Kar tanesini onla tanıdım ben.
Meğer uçuşurmuş en ufak bir esintide bir o yana bir bu yana. Havada melekler bir üfürürmüş onları, uzaklara güvercinlerin yuvalarına giderlermiş üşüdüklerinde. Yapraklar sevinç açtıklarında tanıdım onu. Minicik ağzı minicik pembemsi dudakları vardı. Açtı kapattı güldü gülümsedi 'Merhaba 'dedi dünyaya. Siyah kıvırcık saçları vardı bukle bukle. Gözleri iriydi. İri zeytin tanesi gibi. Annesi okula getirmişti. O herkesi bırakıp benim yanıma gelmişti. Benim küçük arkadaşım olmuştu. Küçük hayranım. Benim gibi süslüydü. Ayakkabılarını seçerken annesini bayıltır, giysi satın alırken delirtirdi. Benim ellerime bakar, kırmızı ojelerimi çok severdi. Ona oje sürerdim, minik ellerini avucuma alırdım, karşıma oturturdum. Sürekli bana bir şeyler anlatırdı. Yaz gelmişti. Onun bayramıydı bizim seminerler.
Sabah en süslü eteğini giyer saçına taçlar, tokalar takar okula gelirdi. Annesi okulumuzun Rehber öğretmeniydi. İşini seviyordu, eşiyle birlikte bir seminerden bir seminere gidiyorlardı. İstanbul’daki seminere kendisi katılıyor oradan sertifika alıp Adana’daki seminere yazılıyorlardı. Saçını bile boyatmaya zamanı yoktu, bulamıyordu belki de bulmak istemiyordu. Onu sürekli uyarıyordum, kendine dikkat et, özen göster, bak akşam doktorlarla yemeğe gideceksin, kuaföre git diyordum. Bunların bazılarını dinliyor; bazılarını dinlemiyordu.
Berfin beş yaşındaydı bize ilk geldiğinde önüne bir sepet oyuncak koydum istediğini seçiyor, hayalinde çiftlikler yapıyor içine prensesler oturtuyor, yanına prensini alıyor, atına binip hayal şatosuna gidiyordu. Akşam olunca annesi “Hadi gidelim baban gelecek” dediğinde ağlamaya başladı ”Hayır ben burada kalacağım” diye. Güzel gözlerinden boncuk boncuk yaşlar döküyor, elini tutmuyordu annesinin. En sonunda gidip kendi deyimiyle “Yıldızlı pijamasını alıp tekrar bize gelme ve geceyi hatta tüm hayatını bizim evde kalma” sözüyle merdivenlerden indi.

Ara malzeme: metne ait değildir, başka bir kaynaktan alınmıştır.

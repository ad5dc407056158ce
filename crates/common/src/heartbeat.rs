/*!
 * Heartbeat Publisher
 *
 * Every service spawns one of these: a task that publishes a liveness
 * record to `stream:service-heartbeats` at a fixed cadence (default 5 s).
 * The record carries the service's self-reported state and monotone
 * counters, which the active coordinator's health monitor folds into the
 * regional degradation level.
 *
 * The publisher is best-effort: a failed publish is logged and skipped, the
 * next tick retries. It uses the short retry policy so a substrate outage
 * costs it one tick, never minutes.
 */

use serde::Serialize;
use std::sync::Arc;
use std::sync::atomic::{AtomicU8, AtomicU64, Ordering};
use std::time::Duration;
use tokio::sync::broadcast;
use tracing::{debug, info, warn};

use arbflow_domain::{Heartbeat, ReportedState, ServiceCounters, ServiceRole, now_ms};

use crate::streams::StreamBus;

/// Shared counters a service increments on its hot paths; snapshotted into
/// each heartbeat.
#[derive(Debug, Default)]
pub struct HeartbeatCounters {
    messages_processed: AtomicU64,
    errors: AtomicU64,
    queue_depth: AtomicU64,
    state: AtomicU8,
}

impl HeartbeatCounters {
    pub fn new() -> Arc<Self> {
        let counters = Self::default();
        counters.state.store(state_to_u8(ReportedState::Starting), Ordering::Relaxed);
        Arc::new(counters)
    }

    pub fn incr_processed(&self) {
        self.messages_processed.fetch_add(1, Ordering::Relaxed);
    }

    pub fn incr_errors(&self) {
        self.errors.fetch_add(1, Ordering::Relaxed);
    }

    pub fn set_queue_depth(&self, depth: u64) {
        self.queue_depth.store(depth, Ordering::Relaxed);
    }

    pub fn set_state(&self, state: ReportedState) {
        self.state.store(state_to_u8(state), Ordering::Relaxed);
    }

    pub fn state(&self) -> ReportedState {
        u8_to_state(self.state.load(Ordering::Relaxed))
    }

    pub fn snapshot(&self) -> ServiceCounters {
        ServiceCounters {
            messages_processed_total: self.messages_processed.load(Ordering::Relaxed),
            errors_total: self.errors.load(Ordering::Relaxed),
            queue_depth: self.queue_depth.load(Ordering::Relaxed),
        }
    }
}

fn state_to_u8(state: ReportedState) -> u8 {
    match state {
        ReportedState::Starting => 0,
        ReportedState::Healthy => 1,
        ReportedState::Degraded => 2,
        ReportedState::Failed => 3,
    }
}

fn u8_to_state(raw: u8) -> ReportedState {
    match raw {
        0 => ReportedState::Starting,
        1 => ReportedState::Healthy,
        2 => ReportedState::Degraded,
        _ => ReportedState::Failed,
    }
}

/// Publishes one service's heartbeats until shutdown.
pub struct HeartbeatPublisher {
    bus: StreamBus,
    stream: String,
    service_id: String,
    role: ServiceRole,
    counters: Arc<HeartbeatCounters>,
    interval: Duration,
    max_len: usize,
}

impl HeartbeatPublisher {
    #[allow(clippy::too_many_arguments)]
    pub fn new(
        bus: StreamBus,
        stream: &str,
        service_id: &str,
        role: ServiceRole,
        counters: Arc<HeartbeatCounters>,
        interval: Duration,
        max_len: usize,
    ) -> Self {
        Self {
            bus,
            stream: stream.to_string(),
            service_id: service_id.to_string(),
            role,
            counters,
            interval,
            max_len,
        }
    }

    fn record(&self) -> Heartbeat {
        Heartbeat {
            service_id: self.service_id.clone(),
            role: self.role,
            last_beat_at: now_ms(),
            reported_state: self.counters.state(),
            counters: self.counters.snapshot(),
        }
    }

    /// Beat until the shutdown signal. One final beat is attempted on the
    /// way out so observers see the terminal state quickly.
    pub async fn run(mut self, mut shutdown: broadcast::Receiver<()>) {
        info!(
            "[{}] Heartbeat publisher started ({:?} cadence)",
            self.service_id, self.interval
        );

        let mut ticker = tokio::time::interval(self.interval);
        ticker.set_missed_tick_behavior(tokio::time::MissedTickBehavior::Delay);

        loop {
            tokio::select! {
                _ = ticker.tick() => {
                    self.beat().await;
                }
                _ = shutdown.recv() => {
                    debug!("[{}] Heartbeat publisher stopping", self.service_id);
                    self.beat().await;
                    break;
                }
            }
        }
    }

    async fn beat(&mut self) {
        let record = self.record();
        if let Err(e) = publish_heartbeat(&mut self.bus, &self.stream, &record, self.max_len).await
        {
            warn!(
                "[{}] Heartbeat publish failed (next tick retries): {}",
                self.service_id, e
            );
        }
    }
}

async fn publish_heartbeat<T: Serialize>(
    bus: &mut StreamBus,
    stream: &str,
    record: &T,
    max_len: usize,
) -> crate::error::Result<String> {
    bus.publish(stream, record, max_len).await
}
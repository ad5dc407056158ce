//! # ArbFlow Common Library
//!
//! Shared infrastructure used by all ArbFlow services.
//!
//! This crate provides:
//! - The stream substrate adapter (the only code that talks to Redis Streams)
//! - Distributed locks and leases (set-if-absent + compare-and-set/-delete)
//! - The per-service heartbeat publisher
//! - Retry/backoff policy for transient substrate failures
//! - Custom error types
//! - Structured logging setup

pub mod backoff;
pub mod error;
pub mod heartbeat;
pub mod locks;
pub mod logging;
pub mod streams;

pub use backoff::RetryPolicy;
pub use error::{Error, Result};
pub use heartbeat::{HeartbeatCounters, HeartbeatPublisher};
pub use locks::LockManager;
pub use logging::{init_tracing, init_tracing_from_env, init_tracing_json};
pub use streams::{PendingEntry, PendingSummary, RawEntry, StreamBus};
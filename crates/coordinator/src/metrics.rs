/*!
 * Prometheus Metrics for the Coordinator
 *
 * Exposed on /metrics for Prometheus scraping.
 */

use lazy_static::lazy_static;
use prometheus::{
    Encoder, IntCounter, IntCounterVec, IntGauge, TextEncoder, opts, register_int_counter,
    register_int_counter_vec, register_int_gauge,
};

lazy_static! {
    /// Opportunities forwarded to the execution-request stream
    pub static ref OPPORTUNITIES_FORWARDED_TOTAL: IntCounter = register_int_counter!(opts!(
        "coordinator_opportunities_forwarded_total",
        "Total opportunities forwarded to the execution-request stream"
    ))
    .expect("metric can be created");

    /// Entries routed to the forwarding DLQ, by reason
    pub static ref FORWARDING_DLQ_TOTAL: IntCounterVec = register_int_counter_vec!(
        opts!(
            "coordinator_forwarding_dlq_total",
            "Total opportunity entries dead-lettered by the forwarder"
        ),
        &["reason"]
    )
    .expect("metric can be created");

    /// Forwarding failures that left entries un-acked (substrate loss)
    pub static ref FORWARD_ERRORS_TOTAL: IntCounter = register_int_counter!(opts!(
        "coordinator_forward_errors_total",
        "Total forwarding iterations halted by substrate unavailability"
    ))
    .expect("metric can be created");

    /// Leadership transitions, by direction
    pub static ref LEADER_TRANSITIONS_TOTAL: IntCounterVec = register_int_counter_vec!(
        opts!(
            "coordinator_leader_transitions_total",
            "Total leadership transitions of this instance"
        ),
        &["transition"]
    )
    .expect("metric can be created");

    /// 1 while this instance holds the lease
    pub static ref IS_LEADER: IntGauge = register_int_gauge!(opts!(
        "coordinator_is_leader",
        "Whether this instance currently holds the leader lease"
    ))
    .expect("metric can be created");

    /// Current degradation level (0=normal 1=partial 2=critical 3=complete-outage)
    pub static ref DEGRADATION_LEVEL: IntGauge = register_int_gauge!(opts!(
        "coordinator_degradation_level",
        "Current regional degradation level"
    ))
    .expect("metric can be created");

    /// Stale services seen at the last evaluation
    pub static ref STALE_SERVICES: IntGauge = register_int_gauge!(opts!(
        "coordinator_stale_services",
        "Services whose heartbeat exceeded the stale threshold"
    ))
    .expect("metric can be created");

    /// Alerts dispatched, by severity
    pub static ref ALERTS_DISPATCHED_TOTAL: IntCounterVec = register_int_counter_vec!(
        opts!(
            "coordinator_alerts_dispatched_total",
            "Total alerts dispatched by the active coordinator"
        ),
        &["severity"]
    )
    .expect("metric can be created");
}

/// Render metrics in Prometheus format
pub fn render_metrics() -> Result<String, Box<dyn std::error::Error>> {
    let encoder = TextEncoder::new();
    let metric_families = prometheus::gather();
    let mut buffer = vec![];
    encoder.encode(&metric_families, &mut buffer)?;
    Ok(String::from_utf8(buffer)?)
}
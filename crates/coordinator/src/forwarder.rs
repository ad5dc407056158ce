/*!
 * Opportunity Forwarder
 *
 * Active-leader-only loop that moves entries from `stream:opportunities` to
 * `stream:execution-requests`:
 *
 * ```text
 * 1. XREADGROUP coordinator-group (batch 10, block 100ms)
 * 2. For each entry:
 *    ├─> parse `data` as JSON      ── fail ──▶ forwarding-dlq (malformed-json)
 *    ├─> require `id`              ── fail ──▶ forwarding-dlq (missing-id)
 *    ├─> typed + validated parse   ── fail ──▶ forwarding-dlq (schema-invalid)
 *    ├─> enrich (forwardedBy/At, coordinatorAt)
 *    └─> XADD execution-requests (MAXLEN ~5000)
 * 3. XACK forwarded entries
 * ```
 *
 * A crash between XADD and XACK re-delivers the source entry, so a
 * duplicate execution request can appear downstream; the executor's
 * per-opportunity lock absorbs it. On substrate loss the entry is left
 * un-acked on purpose: redelivery *is* the retry.
 *
 * No self-throttling: if the execution stream saturates, the MAXLEN cap
 * evicts the oldest entries. Stale opportunities are worthless anyway.
 */

use std::sync::Arc;
use tokio::sync::broadcast;
use tracing::{debug, error, info, warn};
use validator::Validate;

use arbflow_common::{HeartbeatCounters, RawEntry, StreamBus};
use arbflow_config::{ReaderSettings, StreamCaps, topology};
use arbflow_domain::{ExecutionRequest, Opportunity, now_ms};

use crate::metrics;

/// DLQ routing reasons for unroutable opportunity entries.
const REASON_MALFORMED_JSON: &str = "malformed-json";
const REASON_MISSING_ID: &str = "missing-id";
const REASON_SCHEMA_INVALID: &str = "schema-invalid";

enum Routed {
    /// Forward succeeded; ack the source id
    Forwarded(String),
    /// Already acked as part of DLQ routing
    DeadLettered,
    /// Substrate lost mid-forward; leave un-acked for redelivery
    LeftPending,
}

/// Leader-only forwarding loop. Owns its own substrate connection because
/// blocking group reads park the connection.
pub struct Forwarder {
    bus: StreamBus,
    instance_id: String,
    reader: ReaderSettings,
    caps: StreamCaps,
    counters: Arc<HeartbeatCounters>,
}

impl Forwarder {
    pub fn new(
        bus: StreamBus,
        instance_id: &str,
        reader: ReaderSettings,
        caps: StreamCaps,
        counters: Arc<HeartbeatCounters>,
    ) -> Self {
        Self {
            bus,
            instance_id: instance_id.to_string(),
            reader,
            caps,
            counters,
        }
    }

    /// Consume, enrich, forward, ack — until the demotion/shutdown signal.
    pub async fn run(mut self, mut shutdown: broadcast::Receiver<()>) {
        info!("[forwarder] Starting (consumer: {})", self.instance_id);

        if let Err(e) = self
            .bus
            .ensure_group(topology::OPPORTUNITIES, topology::COORDINATOR_GROUP)
            .await
        {
            error!("[forwarder] Failed to ensure consumer group: {}", e);
            return;
        }

        loop {
            if shutdown.try_recv().is_ok() {
                info!("[forwarder] Shutdown signal received");
                break;
            }

            let entries = match self
                .bus
                .read_group(
                    topology::OPPORTUNITIES,
                    topology::COORDINATOR_GROUP,
                    &self.instance_id,
                    self.reader.batch_size,
                    self.reader.block,
                )
                .await
            {
                Ok(entries) => entries,
                Err(e) => {
                    error!("[forwarder] Read failed: {}. Retrying in 1s...", e);
                    self.counters.incr_errors();
                    tokio::time::sleep(std::time::Duration::from_secs(1)).await;
                    continue;
                }
            };

            if entries.is_empty() {
                continue;
            }

            let mut ack_ids = Vec::with_capacity(entries.len());
            for entry in &entries {
                match self.route(entry).await {
                    Routed::Forwarded(id) => {
                        ack_ids.push(id);
                        self.counters.incr_processed();
                        metrics::OPPORTUNITIES_FORWARDED_TOTAL.inc();
                    }
                    Routed::DeadLettered => {
                        self.counters.incr_errors();
                    }
                    Routed::LeftPending => {
                        // Degradation signal: the substrate dropped out from
                        // under us. Ack what we have and let the rest redeliver.
                        self.counters.incr_errors();
                        metrics::FORWARD_ERRORS_TOTAL.inc();
                        break;
                    }
                }
            }

            if let Err(e) = self
                .bus
                .ack(topology::OPPORTUNITIES, topology::COORDINATOR_GROUP, &ack_ids)
                .await
            {
                error!(
                    "[forwarder] Failed to ack {} entries: {}. They may be reprocessed.",
                    ack_ids.len(),
                    e
                );
            }
        }

        info!("[forwarder] Stopped");
    }

    async fn route(&mut self, entry: &RawEntry) -> Routed {
        // (a) The entry must carry JSON in `data`
        let parsed: serde_json::Value = match entry.data().map(serde_json::from_str) {
            Some(Ok(value)) => value,
            _ => return self.dead_letter(entry, REASON_MALFORMED_JSON).await,
        };

        // (b) The record must carry a non-empty id
        let has_id = parsed
            .get("id")
            .and_then(|v| v.as_str())
            .is_some_and(|id| !id.is_empty());
        if !has_id {
            return self.dead_letter(entry, REASON_MISSING_ID).await;
        }

        // (c) Validated typed parse — the pipeline's schema gate
        let opportunity: Opportunity = match serde_json::from_value(parsed) {
            Ok(opp) => opp,
            Err(e) => {
                debug!("[forwarder] Entry {} failed typed parse: {}", entry.id, e);
                return self.dead_letter(entry, REASON_SCHEMA_INVALID).await;
            }
        };
        if let Err(e) = opportunity.validate() {
            debug!("[forwarder] Entry {} failed validation: {}", entry.id, e);
            return self.dead_letter(entry, REASON_SCHEMA_INVALID).await;
        }

        // Enrich with coordinator metadata
        let now = now_ms();
        let mut opportunity = opportunity;
        opportunity.pipeline_timestamps.coordinator_at = Some(now);
        let request = ExecutionRequest {
            opportunity,
            forwarded_by: self.instance_id.clone(),
            forwarded_at: now,
            strategy_hint: None,
        };

        match self
            .bus
            .publish(
                topology::EXECUTION_REQUESTS,
                &request,
                self.caps.execution_requests,
            )
            .await
        {
            Ok(_) => {
                debug!(
                    "[forwarder] Forwarded opportunity {} ({})",
                    request.id(),
                    request.opportunity.kind
                );
                Routed::Forwarded(entry.id.clone())
            }
            Err(e) => {
                error!(
                    "[forwarder] Forward of {} failed, leaving entry pending: {}",
                    request.id(),
                    e
                );
                Routed::LeftPending
            }
        }
    }

    async fn dead_letter(&mut self, entry: &RawEntry, reason: &str) -> Routed {
        warn!("[forwarder] Dead-lettering entry {} ({})", entry.id, reason);
        metrics::FORWARDING_DLQ_TOTAL.with_label_values(&[reason]).inc();

        match self
            .bus
            .move_to_dlq(
                topology::OPPORTUNITIES,
                topology::COORDINATOR_GROUP,
                entry,
                topology::FORWARDING_DLQ,
                reason,
                self.caps.forwarding_dlq,
            )
            .await
        {
            Ok(_) => Routed::DeadLettered,
            Err(e) => {
                // Substrate loss mid-DLQ: the entry stays pending and will
                // be routed again on redelivery.
                error!(
                    "[forwarder] DLQ routing for {} failed, leaving entry pending: {}",
                    entry.id, e
                );
                Routed::LeftPending
            }
        }
    }
}
/*!
 * Health Monitor and Degradation Classifier
 *
 * Runs on the active coordinator only. Every evaluation interval it folds
 * the tail of `stream:service-heartbeats` into per-service freshness and
 * classifies the region:
 *
 * | Observed condition                                        | Level           |
 * |-----------------------------------------------------------|-----------------|
 * | all fresh, none degraded                                  | normal          |
 * | some stale/degraded, no majority                          | partial         |
 * | stale majority, or any critical-role service stale        | critical        |
 * | every registered service stale (outside startup grace)    | complete-outage |
 *
 * Transitions are hysteresis-gated (N consecutive evaluations in either
 * direction) to suppress flapping, then published as coordinator events and
 * dispatched as alerts.
 *
 * Substrate loss freezes classification at its last level; evaluation
 * resumes (and the hysteresis cycle restarts) when Redis returns.
 */

use std::collections::HashMap;
use std::time::{Duration, Instant};
use tokio::sync::broadcast;
use tracing::{debug, info, warn};

use arbflow_common::StreamBus;
use arbflow_config::{HealthSettings, topology};
use arbflow_domain::{
    AlertSeverity, CoordinatorEventKind, DegradationLevel, Heartbeat, ReportedState, ServiceRole,
    now_ms,
};

use crate::alerts::EventPublisher;
use crate::metrics;

/// A service the classifier expects to see heartbeating.
#[derive(Debug, Clone)]
pub struct MonitoredService {
    pub service_id: String,
    pub role: ServiceRole,
}

/// Throttles per-service stale warnings: warn on first detection, then only
/// when the idle age crosses doubling thresholds (30s -> 60s -> 120s -> ...).
#[derive(Debug, Clone, Copy)]
struct StaleWarnGate {
    next_at: Duration,
    initial: Duration,
}

impl StaleWarnGate {
    fn new(initial: Duration) -> Self {
        Self {
            next_at: initial,
            initial,
        }
    }

    /// True when this idle age warrants a warning; advances the gate.
    fn should_warn(&mut self, idle: Duration) -> bool {
        if idle >= self.next_at {
            while idle >= self.next_at {
                self.next_at *= 2;
            }
            true
        } else {
            false
        }
    }

    fn reset(&mut self) {
        self.next_at = self.initial;
    }
}

/// Last known state of one observed service.
struct ServiceView {
    role: ServiceRole,
    last_beat: Option<Heartbeat>,
    warn_gate: StaleWarnGate,
}

/// What one evaluation saw, before hysteresis.
#[derive(Debug, Clone, Default)]
struct RegionObservation {
    total: usize,
    stale: Vec<String>,
    reporting_degraded: Vec<String>,
    starting: usize,
    critical_stale: bool,
    all_stale: bool,
    in_grace: bool,
}

/// Raw (pre-hysteresis) level for one observation.
///
/// "Majority stale" is a strict majority (stale * 2 > total): losing two of
/// three partitions is critical, losing one of two is not yet.
fn classify_raw(obs: &RegionObservation) -> DegradationLevel {
    if obs.total == 0 {
        return DegradationLevel::Normal;
    }
    if obs.all_stale && !obs.in_grace {
        return DegradationLevel::CompleteOutage;
    }
    if obs.critical_stale || obs.stale.len() * 2 > obs.total {
        return DegradationLevel::Critical;
    }
    if !obs.stale.is_empty() || !obs.reporting_degraded.is_empty() {
        return DegradationLevel::Partial;
    }
    DegradationLevel::Normal
}

/// Hysteresis gate over raw classifications: a transition (in either
/// direction) requires `hysteresis` consecutive evaluations reporting the
/// same new level.
pub struct DegradationClassifier {
    hysteresis: u32,
    current: DegradationLevel,
    candidate: DegradationLevel,
    streak: u32,
}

Bu onu ilk aldatmam oldu. Annesinin arabasına bininceye kadar aşağıdan sesleniyordu küçücük sesiyle “Bak Perinur teyze gideceğim Yıldızlı pijamamı alıp geleceğim bekle beni olur mu? ” “Tamam” diyordum el sallıyordum yüreğim burkularak. “Tamam, hadi git yıldızlı pijamanı al gel bekliyorum”.
Ne zaman büyüdü, ne zaman okula başladı bilemedim hayranımın. Yaşıtlarından hep daha güzel konuştu, daha güzel yazdı. Annesiyle babası çalışmalarının yararını görüyorlardı. Bir ofis açmaya karar verdiler.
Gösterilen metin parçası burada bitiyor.